The government has recently denied that it will allow the police to implement this law and arrest women for their choice of clothes. The official spokesman
stressed that the Constitution protected the freedom and rights of women in the country such that no custom may be imposed on them in which they were in conscience opposed. He further added that the process of reviewing
laws in conflict with the Constitution is underway and that any law not in conformity with it shall be declared void.
Whether or not the 1889 law shall be annulled, the officially-expressed police position on the matter reveals the fact that this key state institution considers women responsible for being raped through their clothes and public conduct. As long as the police considers women to be the instigators of this type of abuse, not the victims, it is unlikely that it will make any efforts to enhance public safety measures to protect women from rape as well as provide adequate solutions in cases of rape. Instead, it will place the burden of protecting themselves in the public sphere on the women and shame them when they get raped for failing to act "appropriately” in society and attracting rape rather than punish those committing the crime.

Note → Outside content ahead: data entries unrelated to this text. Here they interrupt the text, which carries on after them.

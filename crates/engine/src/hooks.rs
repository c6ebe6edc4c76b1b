//! Post-reset hooks
//!
//! Commands from `hooks.post_reset` (and the optional package reinstall
//! command) run through `sh -c` inside the repository. A failing hook is
//! reported, never fatal: the reset it follows has already happened.

use std::path::Path;
use std::time::Duration;

/// Hooks get this long before they are killed
pub const HOOK_TIMEOUT: Duration = Duration::from_secs(600);

/// What happened to one hook
#[derive(Debug, Clone, PartialEq, Eq)]
pub struct HookOutcome {
    /// Shell command as configured
    pub command: String,
    /// Whether it exited zero within the timeout
    pub success: bool,
    /// Combined stdout and stderr, or the failure reason
    pub output: String,
}

/// Run `command` via `sh -c` in `working_dir`
#[tracing::instrument(fields(working_dir = %working_dir.display()))]
pub fn run_hook(command: &str, working_dir: &Path, timeout: Duration) -> HookOutcome {
    let outcome = |success: bool, output: String| HookOutcome {
        command: command.to_string(),
        success,
        output,
    };

    let handle = match duct::cmd!("sh", "-c", command)
        .dir(working_dir)
        .env("MENTAT_REPO", working_dir)
        .stdin_null()
        .stderr_to_stdout()
        .stdout_capture()
        .unchecked()
        .start()
    {
        Ok(handle) => handle,
        Err(e) => return outcome(false, format!("failed to start: {e}")),
    };

    match handle.wait_timeout(timeout) {
        Ok(Some(output)) => {
            let text = String::from_utf8_lossy(&output.stdout).trim().to_string();
            if output.status.success() {
                tracing::debug!("Hook succeeded");
                outcome(true, text)
            } else {
                tracing::warn!(status = ?output.status.code(), "Hook failed");
                outcome(false, text)
            }
        }
        Ok(None) => {
            let _ = handle.kill();
            tracing::warn!("Hook timed out");
            outcome(false, format!("timed out after {}s", timeout.as_secs()))
        }
        Err(e) => outcome(false, e.to_string()),
    }
}

/// Run every command in order; later hooks run even if earlier ones fail
pub fn run_hooks<S: AsRef<str>>(commands: &[S], working_dir: &Path) -> Vec<HookOutcome> {
    commands
        .iter()
        .map(AsRef::as_ref)
        .filter(|c| !c.trim().is_empty())
        .map(|c| run_hook(c, working_dir, HOOK_TIMEOUT))
        .collect()
}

That is why it is not enough for the Swazi government just to revoke outdated laws, like the 1889 criminal act, if it truly want to ensure that women’s Constitutional rights and freedoms are to be respected. One of the key steps that the government must take in order to achieve any positive changes in women’s situation in Swaziland is to reform the police’s perception of rape and women’s social rights. The government should simultaneously aim to change the general public’s perception that women can and should be treated like minors instead of equals to men. While these are long-term changes, in order for them to occur at all and prevent the country from becoming increasingly conservative on the matter of women's rights, adequate steps must be taken immediately.